THE INPUT below:

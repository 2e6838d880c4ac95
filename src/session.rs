//! Session snapshot and the credential-store port.
//!
//! The host application owns credential persistence (a mobile shell would
//! use its preference store, the CLI uses a JSON file). The core only sees
//! the [`CredentialStore`] capability and borrows a read-only [`Session`]
//! snapshot per operation; it never holds credentials across calls.

use chrono::{DateTime, Utc};

/// Storage keys shared between the login flow and every reader.
pub mod keys {
    pub const AUTH_TOKEN: &str = "auth_token";
    pub const TOKEN_EXPIRES_AT: &str = "token_expires_at";
    pub const BASE_URL: &str = "base_url";
    pub const USERNAME: &str = "username";
}

/// Opaque key-value persistence for credentials.
///
/// Implementations are expected to be cheap to call; the core reads a fresh
/// snapshot before every server-dependent operation.
pub trait CredentialStore: Send + Sync {
    fn get(&self, key: &str) -> Option<String>;
    fn set(&self, key: &str, value: &str);
    fn remove(&self, key: &str);
}

/// Read-only snapshot of the authenticated session.
#[derive(Debug, Clone, PartialEq, Eq)]
pub struct Session {
    pub token: String,
    pub base_url: String,
    pub username: String,
    /// Parsed from the stored expiry string; `None` when the server never
    /// sent one or the stored value does not parse.
    pub expires_at: Option<DateTime<Utc>>,
}

impl Session {
    /// Load a snapshot from the store. Returns `None` when either the token
    /// or the base URL is missing or blank, which callers must treat as
    /// "re-authenticate".
    pub fn load(store: &dyn CredentialStore) -> Option<Self> {
        let token = store.get(keys::AUTH_TOKEN).filter(|t| !t.is_empty())?;
        let base_url = store.get(keys::BASE_URL).filter(|u| !u.is_empty())?;
        let username = store.get(keys::USERNAME).unwrap_or_default();
        let expires_at = store
            .get(keys::TOKEN_EXPIRES_AT)
            .and_then(|raw| DateTime::parse_from_rfc3339(&raw).ok())
            .map(|dt| dt.with_timezone(&Utc));

        Some(Self {
            token,
            base_url,
            username,
            expires_at,
        })
    }

    /// Whether the token expiry lies in the past. An absent expiry is
    /// treated as not expired, matching the lenient check the original
    /// workflow applies.
    pub fn is_expired(&self, now: DateTime<Utc>) -> bool {
        matches!(self.expires_at, Some(at) if at < now)
    }
}

/// Persist a freshly issued session. The expiry string is stored verbatim;
/// [`Session::load`] tolerates values that do not parse.
pub fn store_session(
    store: &dyn CredentialStore,
    token: &str,
    expires_at: &str,
    base_url: &str,
    username: &str,
) {
    store.set(keys::AUTH_TOKEN, token);
    store.set(keys::TOKEN_EXPIRES_AT, expires_at);
    store.set(keys::BASE_URL, base_url);
    store.set(keys::USERNAME, username);
}

/// Remove every credential key. Used on logout and on auth failures.
pub fn clear_session(store: &dyn CredentialStore) {
    store.remove(keys::AUTH_TOKEN);
    store.remove(keys::TOKEN_EXPIRES_AT);
    store.remove(keys::BASE_URL);
    store.remove(keys::USERNAME);
}

#[cfg(test)]
mod tests {
    use super::*;
    use crate::testkit::MemoryStore;
    use chrono::TimeZone;

    fn seeded_store() -> MemoryStore {
        let store = MemoryStore::default();
        store_session(
            &store,
            "tok-123",
            "2026-01-12T20:00:00Z",
            "https://sztab.example.org",
            "anna",
        );
        store
    }

    #[test]
    fn test_load_round_trip() {
        let store = seeded_store();
        let session = Session::load(&store).unwrap();

        assert_eq!(session.token, "tok-123");
        assert_eq!(session.base_url, "https://sztab.example.org");
        assert_eq!(session.username, "anna");
        assert_eq!(
            session.expires_at,
            Some(Utc.with_ymd_and_hms(2026, 1, 12, 20, 0, 0).unwrap())
        );
    }

    #[test]
    fn test_missing_token_yields_none() {
        let store = seeded_store();
        store.remove(keys::AUTH_TOKEN);
        assert!(Session::load(&store).is_none());
    }

    #[test]
    fn test_unparsable_expiry_is_tolerated() {
        let store = seeded_store();
        store.set(keys::TOKEN_EXPIRES_AT, "next tuesday");

        let session = Session::load(&store).unwrap();
        assert!(session.expires_at.is_none());
        assert!(!session.is_expired(Utc::now()));
    }

    #[test]
    fn test_expiry_comparison() {
        let store = seeded_store();
        let session = Session::load(&store).unwrap();

        let before = Utc.with_ymd_and_hms(2026, 1, 12, 19, 0, 0).unwrap();
        let after = Utc.with_ymd_and_hms(2026, 1, 12, 21, 0, 0).unwrap();
        assert!(!session.is_expired(before));
        assert!(session.is_expired(after));
    }

    #[test]
    fn test_clear_removes_everything() {
        let store = seeded_store();
        clear_session(&store);

        assert!(Session::load(&store).is_none());
        assert!(store.get(keys::USERNAME).is_none());
    }
}
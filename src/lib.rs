//! kwesta - Volunteer cash-reconciliation client for charity collection
//! events.
//!
//! Volunteers return donation boxes to the event staff, who count the
//! cash denomination by denomination, credit the counting crew and submit
//! a settlement record to the collection server. This crate is the client
//! side of that workflow, headless by design: any front end (the bundled
//! CLI, a mobile shell) drives the same state machine.
//!
//! # Modules
//!
//! - [`domain`] - Denominations, tallies, the counting crew, the outbound
//!   settlement record
//! - [`api`] - Typed gateway to the collection server ([`api::CollectionApi`]
//!   trait, [`api::HttpApi`] reqwest implementation)
//! - [`settlement`] - The settlement workflow state machine
//! - [`auth`] - Login/logout flows
//! - [`session`] - Session snapshot and the credential-store port
//! - [`qr`] - Login-hint payload parsing for scanned QR codes
//! - [`config`] - Configuration loading from TOML files
//! - [`error`] - Error types for the crate
//!
//! # Example
//!
//! ```no_run
//! use std::sync::Arc;
//! use kwesta::api::HttpApi;
//! use kwesta::settlement::{FormInput, SettlementSession};
//! use kwesta::domain::Denomination;
//! # use kwesta::session::CredentialStore;
//! # fn store() -> Arc<dyn CredentialStore> { unimplemented!() }
//!
//! # async fn run() {
//! let gateway = Arc::new(HttpApi::default());
//! let mut session = SettlementSession::new(gateway, store());
//!
//! session.open(7).await;
//! session.edit(FormInput::Count(Denomination::Note10Zl, "2".into()));
//! println!("{}", session.summary().grand_total);
//! session.submit().await;
//! # }
//! ```

pub mod api;
pub mod auth;
pub mod cli;
pub mod config;
pub mod domain;
pub mod error;
pub mod qr;
pub mod session;
pub mod settlement;

#[cfg(any(test, feature = "testkit"))]
pub mod testkit;
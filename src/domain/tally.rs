//! Per-denomination counts and the settlement summary.

use rust_decimal::Decimal;
use std::collections::HashMap;
use std::str::FromStr;

use super::denomination::Denomination;

/// Totals derived from a [`DenominationTally`]. Recomputed on demand,
/// never cached.
#[derive(Debug, Clone, Copy, PartialEq, Eq)]
pub struct Summary {
    pub cash_total: Decimal,
    pub terminal_total: Decimal,
    pub grand_total: Decimal,
    /// Whether the terminal line items are meaningful for display. When
    /// false a front end shows the grand total only.
    pub show_terminal: bool,
}

/// Mutable tally of denomination counts plus the optional card-terminal
/// amount for one settlement attempt.
///
/// Input arrives as raw text straight from form fields. Anything that does
/// not parse counts as zero; a half-typed number must never block the
/// running total.
#[derive(Debug, Clone, Default)]
pub struct DenominationTally {
    counts: HashMap<Denomination, u32>,
    terminal_amount: Decimal,
    terminal_enabled: bool,
    has_card_terminal: bool,
}

impl DenominationTally {
    pub fn new() -> Self {
        Self::default()
    }

    /// Fix the server-supplied terminal flag for this settlement attempt.
    /// Enables the terminal entry when the volunteer carried one.
    pub fn set_card_terminal(&mut self, has_card_terminal: bool) {
        self.has_card_terminal = has_card_terminal;
        self.terminal_enabled = has_card_terminal;
        if !has_card_terminal {
            self.terminal_amount = Decimal::ZERO;
        }
    }

    pub fn has_card_terminal(&self) -> bool {
        self.has_card_terminal
    }

    pub fn terminal_enabled(&self) -> bool {
        self.terminal_enabled
    }

    /// Toggle the terminal on or off. Enabling requires the volunteer to
    /// actually carry a terminal; turning it off clears the entered
    /// amount, mirroring the form behavior.
    pub fn set_terminal_enabled(&mut self, enabled: bool) {
        self.terminal_enabled = enabled && self.has_card_terminal;
        if !self.terminal_enabled {
            self.terminal_amount = Decimal::ZERO;
        }
    }

    /// Store a denomination count from raw text. Empty or unparsable text
    /// stores zero; negative values are clamped to zero.
    pub fn set_count(&mut self, denomination: Denomination, raw: &str) {
        let count = raw
            .trim()
            .parse::<i64>()
            .ok()
            .filter(|n| *n >= 0)
            .and_then(|n| u32::try_from(n).ok())
            .unwrap_or(0);
        self.counts.insert(denomination, count);
    }

    pub fn count(&self, denomination: Denomination) -> u32 {
        self.counts.get(&denomination).copied().unwrap_or(0)
    }

    /// Store the card-terminal amount from raw text, with the same
    /// degrade-to-zero tolerance as the counts. Ignored while the terminal
    /// is off; the amount entry does not exist then.
    pub fn set_terminal_amount(&mut self, raw: &str) {
        if !self.terminal_enabled {
            return;
        }
        self.terminal_amount = Decimal::from_str(raw.trim())
            .ok()
            .filter(|d| !d.is_sign_negative())
            .unwrap_or(Decimal::ZERO);
    }

    pub fn terminal_amount(&self) -> Decimal {
        self.terminal_amount
    }

    /// Compute the current totals.
    pub fn summary(&self) -> Summary {
        let cash_total: Decimal = Denomination::ALL
            .iter()
            .map(|d| Decimal::from(self.count(*d)) * d.face_value())
            .sum();
        let terminal_total = if self.terminal_enabled {
            self.terminal_amount
        } else {
            Decimal::ZERO
        };

        Summary {
            cash_total,
            terminal_total,
            grand_total: cash_total + terminal_total,
            show_terminal: self.has_card_terminal,
        }
    }

    /// Zero every field, including the terminal flag. Used when the
    /// settlement target changes.
    pub fn reset(&mut self) {
        self.counts.clear();
        self.terminal_amount = Decimal::ZERO;
        self.terminal_enabled = false;
        self.has_card_terminal = false;
    }
}
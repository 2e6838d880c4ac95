use clap::Parser;
use kwesta::cli::{self, Cli};
use kwesta::config::Config;

#[tokio::main]
async fn main() {
    let _ = dotenvy::dotenv();

    let cli = Cli::parse();

    let config = match Config::load(&cli.config) {
        Ok(c) => c,
        Err(e) => {
            eprintln!("Failed to load config: {e}");
            std::process::exit(1);
        }
    };

    config.logging.init();

    if let Err(e) = cli::run(cli, config).await {
        eprintln!("Error: {e}");
        std::process::exit(1);
    }
}
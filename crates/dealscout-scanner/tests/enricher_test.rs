//! Marketplace enricher against fake search, scorer and browser.

mod common;

use async_trait::async_trait;
use common::{record, site_id, FakeDriver};
use dealscout_core::{AppConfig, ProxyEndpoint, Site};
use dealscout_enrich::{EnrichError, MatchScorer, MatchVerdict, SearchProvider};
use dealscout_proxy::Health;
use dealscout_scanner::{Enricher, MarketplaceEnricher, ScanError};
use std::sync::Arc;

struct FixedSearch(Option<&'static str>);

#[async_trait]
impl SearchProvider for FixedSearch {
    async fn best_match(&self, _query: &str) -> dealscout_enrich::Result<Option<String>> {
        Ok(self.0.map(str::to_string))
    }

    fn provider_id(&self) -> &'static str {
        "fixed"
    }
}

struct FixedScorer(Option<MatchVerdict>);

#[async_trait]
impl MatchScorer for FixedScorer {
    async fn score(&self, _query: &str, screenshot: &[u8]) -> dealscout_enrich::Result<MatchVerdict> {
        assert!(!screenshot.is_empty());
        self.0.clone().ok_or_else(|| EnrichError::ParseError {
            provider: "fixed".to_string(),
            message: "not JSON".to_string(),
        })
    }

    fn provider_id(&self) -> &'static str {
        "fixed"
    }
}

fn amazon() -> Site {
    Site::new("amazon", "https://www.amazon.com").unwrap()
}

fn enricher(
    driver: Arc<FakeDriver>,
    search: Option<&'static str>,
    verdict: Option<MatchVerdict>,
) -> (MarketplaceEnricher, Arc<dealscout_proxy::ProxyPool>) {
    let pool = common::pool(driver.clone());
    let enricher = MarketplaceEnricher::new(
        amazon(),
        pool.clone(),
        driver,
        Arc::new(FixedSearch(search)),
        Arc::new(FixedScorer(verdict)),
    );
    (enricher, pool)
}

#[tokio::test]
async fn test_full_match() {
    let driver = Arc::new(FakeDriver::new());
    let verdict = MatchVerdict {
        id: Some("B0123".to_string()),
        price: Some("$1,049.99".to_string()),
        confidence: Some("92%".to_string()),
    };
    let (enricher, _) = enricher(driver.clone(), Some("https://www.amazon.com/dp/B0123"), Some(verdict));

    let result = enricher
        .enrich(&record("1", "home_depot"))
        .await
        .unwrap()
        .expect("match");

    assert_eq!(result.url, "https://www.amazon.com/dp/B0123");
    assert_eq!(result.site, site_id("amazon"));
    assert_eq!(result.product_id.as_deref(), Some("B0123"));
    assert_eq!(result.price, Some(1049.99));
    assert_eq!(result.confidence.as_deref(), Some("92%"));
    assert_eq!(driver.opened(), 1);
    assert_eq!(driver.closed(), 1);
}

#[tokio::test]
async fn test_no_search_result_skips_browser() {
    let driver = Arc::new(FakeDriver::new());
    let (enricher, _) = enricher(driver.clone(), None, None);

    let result = enricher.enrich(&record("1", "lowes")).await.unwrap();
    assert!(result.is_none());
    assert_eq!(driver.opened(), 0);
}

#[tokio::test]
async fn test_scoring_failure_leaves_partial_result() {
    let driver = Arc::new(FakeDriver::new());
    let (enricher, _) = enricher(driver, Some("https://www.amazon.com/dp/Z"), None);

    let result = enricher
        .enrich(&record("1", "ace"))
        .await
        .unwrap()
        .expect("partial result");
    assert_eq!(result.url, "https://www.amazon.com/dp/Z");
    assert!(result.price.is_none());
    assert!(result.confidence.is_none());
}

#[tokio::test]
async fn test_unparseable_price_is_none() {
    let driver = Arc::new(FakeDriver::new());
    let verdict = MatchVerdict {
        price: Some("N/A".to_string()),
        confidence: Some("10%".to_string()),
        ..MatchVerdict::default()
    };
    let (enricher, _) = enricher(driver, Some("https://www.amazon.com/dp/Q"), Some(verdict));

    let result = enricher.enrich(&record("1", "ace")).await.unwrap().unwrap();
    assert!(result.price.is_none());
    assert_eq!(result.confidence.as_deref(), Some("10%"));
}

#[tokio::test]
async fn test_navigation_failure_reports_proxy() {
    let driver = Arc::new(FakeDriver::new().failing_through("slow"));
    let (enricher, pool) = enricher(
        driver.clone(),
        Some("https://www.amazon.com/dp/B0123"),
        Some(MatchVerdict::default()),
    );
    pool.refresh("slow:8080\n").await;

    let err = enricher.enrich(&record("1", "home_depot")).await.unwrap_err();
    assert!(matches!(err, ScanError::Browser(_)));

    let snapshot = pool.snapshot();
    let proxy = snapshot.get(&ProxyEndpoint::new("slow", 8080)).unwrap();
    assert_eq!(proxy.health(&site_id("amazon")), Health::Failed);
    assert_eq!(driver.closed(), 1);
}

#[tokio::test]
async fn test_from_config_requires_credentials() {
    let driver = Arc::new(FakeDriver::new());
    let pool = common::pool(driver.clone());
    let result = MarketplaceEnricher::from_config(&AppConfig::default(), pool, driver);
    assert!(matches!(result, Err(ScanError::Enrichment(EnrichError::NotConfigured(_)))));
}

End of THE INPUT.

- WHAT IS BEING ASKED -
Respond with nothing but the number of lines in the entries that contain the string "testkit".

- WRITTEN REPLY -
3